Extracted entries Block Start
//! Binary element-wise opcodes.
#![allow(non_upper_case_globals)]

/// A binary operator kind.
#[derive(Debug, Clone, Copy, PartialEq, Eq, Hash)]
pub struct BinaryOperatorType(pub u8);

pub const AddOpType: BinaryOperatorType = BinaryOperatorType(0);
pub const SubOpType: BinaryOperatorType = BinaryOperatorType(1);
pub const MulOpType: BinaryOperatorType = BinaryOperatorType(2);
pub const DivOpType: BinaryOperatorType = BinaryOperatorType(3);
pub const PowOpType: BinaryOperatorType = BinaryOperatorType(4);
pub const LtOpType: BinaryOperatorType = BinaryOperatorType(5);
pub const GtOpType: BinaryOperatorType = BinaryOperatorType(6);
pub const LteOpType: BinaryOperatorType = BinaryOperatorType(7);
pub const GteOpType: BinaryOperatorType = BinaryOperatorType(8);
pub const EqOpType: BinaryOperatorType = BinaryOperatorType(9);
pub const NeOpType: BinaryOperatorType = BinaryOperatorType(10);
pub const MaxBinaryOpType: BinaryOperatorType = BinaryOperatorType(11);

impl BinaryOperatorType {
    pub fn is_comparison(self) -> bool {
        (LtOpType.0..=NeOpType.0).contains(&self.0)
    }
}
Extracted entries Block End
### Task instructions
Transcribe the listing shown above in full and without change.

### Response area
//! Binary element-wise opcodes.
#![allow(non_upper_case_globals)]

/// A binary operator kind.
#[derive(Debug, Clone, Copy, PartialEq, Eq, Hash)]
pub struct BinaryOperatorType(pub u8);

pub const AddOpType: BinaryOperatorType = BinaryOperatorType(0);
pub const SubOpType: BinaryOperatorType = BinaryOperatorType(1);
pub const MulOpType: BinaryOperatorType = BinaryOperatorType(2);
pub const DivOpType: BinaryOperatorType = BinaryOperatorType(3);
pub const PowOpType: BinaryOperatorType = BinaryOperatorType(4);
pub const LtOpType: BinaryOperatorType = BinaryOperatorType(5);
pub const GtOpType: BinaryOperatorType = BinaryOperatorType(6);
pub const LteOpType: BinaryOperatorType = BinaryOperatorType(7);
pub const GteOpType: BinaryOperatorType = BinaryOperatorType(8);
pub const EqOpType: BinaryOperatorType = BinaryOperatorType(9);
pub const NeOpType: BinaryOperatorType = BinaryOperatorType(10);
pub const MaxBinaryOpType: BinaryOperatorType = BinaryOperatorType(11);

impl BinaryOperatorType {
    pub fn is_comparison(self) -> bool {
        (LtOpType.0..=NeOpType.0).contains(&self.0)
    }
}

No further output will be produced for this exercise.